Centrale nucleaire de Dampierre en Burly
Centrale nucleaire de Dampierre en Burly - GILE MICHEL/SIPA

ENERGIE La déconfiture d'Areva doit marquer un tournant dans la stratégie française, estiment les experts...

C’est un nouveau casse-tête pour l’exécutif. Mercredi, le président François Hollande et plusieurs de ses ministres se sont réunis à l’Elysée pour discuter de l’avenir d’Areva. Et du devenir de l’ensemble de la filière nucléaire française. Car les déboires rencontrés par Areva, détenue à 87 % par l’Etat, ne sont pas le propre de cet ex-fleuron.

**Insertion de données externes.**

//! Report summary - renderable view of one analysis
//!
//! A `ReportSummary` is plain data (metric table, trend snapshot, flags and
//! text) that can be serialized to JSON or rendered as text. No document
//! format is produced here.

use chrono::{DateTime, Utc};
use serde::{Deserialize, Serialize};
use std::fmt::Write as _;

use crate::config::defaults::REPORT_TREND_POINTS;
use crate::processing::DfaOutcome;
use crate::types::{AnalysisResult, HealthStatus};

/// One row of the metric table.
#[derive(Debug, Clone, PartialEq, Serialize, Deserialize)]
pub struct MetricRow {
    /// Title-cased metric name, e.g. "Noise Std"
    pub name: String,
    pub value: f64,
    /// Value rendered with four decimals
    pub formatted: String,
}

impl MetricRow {
    fn new(key: &str, value: f64) -> Self {
        Self {
            name: title_case(key),
            value,
            formatted: format!("{value:.4}"),
        }
    }
}

/// Down-sampled view of the analysed series.
#[derive(Debug, Clone, PartialEq, Serialize, Deserialize)]
pub struct TrendSnapshot {
    /// At most `REPORT_TREND_POINTS` bucket averages, in series order
    pub points: Vec<f64>,
    pub min: f64,
    pub max: f64,
    pub mean: f64,
    pub first: f64,
    pub last: f64,
    /// Number of samples summarised
    pub count: usize,
}

impl TrendSnapshot {
    /// Summarise `values` into at most `max_points` bucket-averaged points.
    ///
    /// An empty series gives an empty snapshot with zeroed statistics.
    pub fn from_values(values: &[f64], max_points: usize) -> Self {
        let n = values.len();
        if n == 0 || max_points == 0 {
            return Self {
                points: Vec::new(),
                min: 0.0,
                max: 0.0,
                mean: 0.0,
                first: values.first().copied().unwrap_or(0.0),
                last: values.last().copied().unwrap_or(0.0),
                count: n,
            };
        }

        let points = if n <= max_points {
            values.to_vec()
        } else {
            (0..max_points)
                .map(|bucket| {
                    let start = bucket * n / max_points;
                    let end = (bucket + 1) * n / max_points;
                    let slice = &values[start..end];
                    slice.iter().sum::<f64>() / slice.len() as f64
                })
                .collect()
        };

        let (min, max) = values
            .iter()
            .fold((f64::INFINITY, f64::NEG_INFINITY), |(lo, hi), v| (lo.min(*v), hi.max(*v)));

        Self {
            points,
            min,
            max,
            mean: values.iter().sum::<f64>() / n as f64,
            first: values[0],
            last: values[n - 1],
            count: n,
        }
    }
}

/// DFA log-log curve, attached when the detailed outcome is available.
#[derive(Debug, Clone, PartialEq, Serialize, Deserialize)]
pub struct DfaCurve {
    /// Unclamped scaling exponent
    pub alpha: f64,
    pub scales: Vec<usize>,
    pub fluctuations: Vec<f64>,
}

#[derive(Debug, Clone, PartialEq, Serialize, Deserialize)]
pub struct ReportSummary {
    pub sensor_id: String,
    pub analyzed_at: DateTime<Utc>,
    pub health_score: f64,
    pub status: HealthStatus,
    pub diagnosis: String,
    pub recommendation: String,
    #[serde(skip_serializing_if = "Option::is_none")]
    pub prediction: Option<String>,
    pub flags: Vec<String>,
    pub metrics: Vec<MetricRow>,
    pub trend: TrendSnapshot,
    #[serde(skip_serializing_if = "Option::is_none")]
    pub dfa: Option<DfaCurve>,
}

impl ReportSummary {
    /// Build a summary from a result and the series it was computed on.
    pub fn build(result: &AnalysisResult, values: &[f64]) -> Self {
        let m = &result.metrics;
        let metrics = [
            ("bias", m.bias),
            ("slope", m.slope),
            ("noise_std", m.noise_std),
            ("snr_db", m.snr_db),
            ("hysteresis", m.hysteresis),
            ("hurst", m.hurst),
            ("hurst_r2", m.hurst_r2),
        ]
        .into_iter()
        .map(|(key, value)| MetricRow::new(key, value))
        .collect();

        Self {
            sensor_id: result.sensor_id.clone(),
            analyzed_at: result.timestamp,
            health_score: result.health_score,
            status: result.status,
            diagnosis: result.diagnosis.clone(),
            recommendation: result.recommendation.clone(),
            prediction: result.prediction.clone(),
            flags: result.flags.iter().map(ToString::to_string).collect(),
            metrics,
            trend: TrendSnapshot::from_values(values, REPORT_TREND_POINTS),
            dfa: None,
        }
    }

    /// Attach the DFA curve from a detailed analysis.
    #[must_use]
    pub fn with_dfa(mut self, dfa: &DfaOutcome) -> Self {
        if !dfa.scales.is_empty() {
            self.dfa = Some(DfaCurve {
                alpha: dfa.alpha,
                scales: dfa.scales.clone(),
                fluctuations: dfa.fluctuations.clone(),
            });
        }
        self
    }

    pub fn to_json(&self) -> serde_json::Result<String> {
        serde_json::to_string_pretty(self)
    }

    /// Plain-text rendering for terminals and logs.
    pub fn render_text(&self) -> String {
        let mut out = String::new();
        let _ = writeln!(out, "QorSense Sensor Health Report");
        let _ = writeln!(out, "Sensor ID: {}", self.sensor_id);
        let _ = writeln!(out, "Analyzed:  {}", self.analyzed_at.format("%Y-%m-%d %H:%M:%S UTC"));
        let _ = writeln!(out, "Health Score: {:.1} / 100 ({})", self.health_score, self.status);
        let _ = writeln!(out);
        let _ = writeln!(out, "Diagnosis: {}", self.diagnosis);
        let _ = writeln!(out, "Recommendation: {}", self.recommendation);
        if let Some(prediction) = &self.prediction {
            let _ = writeln!(out, "RUL: {prediction}");
        }
        if !self.flags.is_empty() {
            let _ = writeln!(out, "Flags: {}", self.flags.join(", "));
        }
        let _ = writeln!(out);
        let _ = writeln!(out, "{:<14} {:>12}", "Metric", "Value");
        for row in &self.metrics {
            let _ = writeln!(out, "{:<14} {:>12}", row.name, row.formatted);
        }
        let _ = writeln!(out);
        let t = &self.trend;
        let _ = writeln!(
            out,
            "Trend: {} samples, first {:.4}, last {:.4}, min {:.4}, max {:.4}, mean {:.4}",
            t.count, t.first, t.last, t.min, t.max, t.mean
        );
        out
    }
}

/// `noise_std` -> `Noise Std`
fn title_case(key: &str) -> String {
    key.split('_')
        .filter(|word| !word.is_empty())
        .map(|word| {
            let mut chars = word.chars();
            chars.next().map_or_else(String::new, |first| {
                first.to_uppercase().chain(chars).collect()
            })
        })
        .collect::<Vec<_>>()
        .join(" ")
}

Certes, les mauvais investissements et les rachats hasardeux, à commencer par celui de la société Uramin, pèsent lourds dans les résultats du groupe, qui a perdu l’an dernier plus de 4,8 milliards d’euros. Mais Areva est surtout plombée par la construction qui n’en finit plus de son EPR en Finlande. Et elle n’est pas la seule. EDF, l’autre spécialiste tricolore de la conception de réacteurs nucléaires, ne parvient pas non plus à boucler son EPR à Flamanville (Manche).

Sur la scène internationale, Areva comme EDF peinent à décrocher de nouveaux marchés : « Les pays développés gèlent leurs investissements en nucléaire et les émergents choisissent des solutions moins chères que celles proposées par la filière française. Ils se tournent vers les Sud-Coréens, les Russes ou les Chinois », commente Stephan Silvestre, économiste de l’énergie.

Le rapprochement EDF-Areva laisse les experts sceptiques

Pour le gouvernement, l’heure des choix a sonné. Les décisions qu’il prendra sur le dossier Areva seront déterminantes pour l'ensemble de l'industrie française. Et sa première annonce -le rapprochement entre EDF et la division réacteurs d’Areva- laisse les experts sceptiques.

« C'est la solution la plus facile à mettre en œuvre, mais la nouvelle entité perdra forcément des clients, puisque les autres électriciens ne voudront pas qu’un compétiteur comme EDF puisse devenir leur conseil », estime Eric Bonnel, directeur associé du groupe de conseil en stratégie Square. « Sans compter le facteur humain : l’intégration d’une division d’Areva au sein d’EDF sera difficile, les équipes de ces deux groupes se détestant depuis longtemps ».

La meilleure option serait, d’après Eric Bonnel, qu’Areva abandonne son activité construction de réacteur et soit scindée en deux entités, l’une consacrée à l’activité minière et à la production de combustible nucléaire, la seconde, aux services nucléaires.

« Des investisseurs, comme Engie [ex-GDF-Suez] ou des fonds étrangers, pourraient entrer au capital de cette seconde entité qui accompagnerait les sociétés productrices d’énergie nucléaire dans le prolongement de la vie des centrales ou leur démantèlement. Cinquante réacteurs sont en construction en Asie et 400 fonctionnent dans le monde, c’est tout de même un marché sympathique ».

« Nous approchons d’une affaire à la Crédit lyonnais »

Reste que dans tous les cas, l’Etat, et donc le contribuable, devra mettre la main à la poche… Pour débourser quelques milliards d’euros. « Non, bien plus ! », assure Stéphane Lhomme, directeur de l’Observatoire du nucléaire : « Nous nous approchons d’une affaire à la Crédit lyonnais. Entre Uramin, l’EPR finlandais, les investissements réalisés dans les années 2000 qui ne portent pas leurs fruits, les cuves chinoises qui ne seront peut-être pas jugées aux normes, l’Etat va découvrir au fur et à mesure de nouvelles dettes ».

Pour ce militant anti-nucléaire, « le parc français arrive en fin de course et nous ne savons pas comment le renouveler ni comment démanteler les centrales existantes, nous ne savons plus quoi faire des déchets nucléaires… Le gouvernement tente de faire bonne figure en parlant d’une réorganisation de la filière nucléaire mais c’est un monde qui s’effondre. Et dans les dix ans qui viennent, la France va se retrouver coincée sur le plan énergétique ».

Alors que la part du nucléaire dans l’électricité mondiale ne cesse de se réduire -elle est passée de 17 % en 2001 à 9 % aujourd’hui-, et que son prix s’accroît, faut-il en finir avec cette énergie ? « Ce n’est pas si simple », répond Eric Bonnel, « si le prix du pétrole remonte, l’attractivité du nucléaire reviendra sur le tapis. Et il y a toujours la question cruciale de l’indépendance énergétique. Pour l’instant, seul le nucléaire nous l’assure ».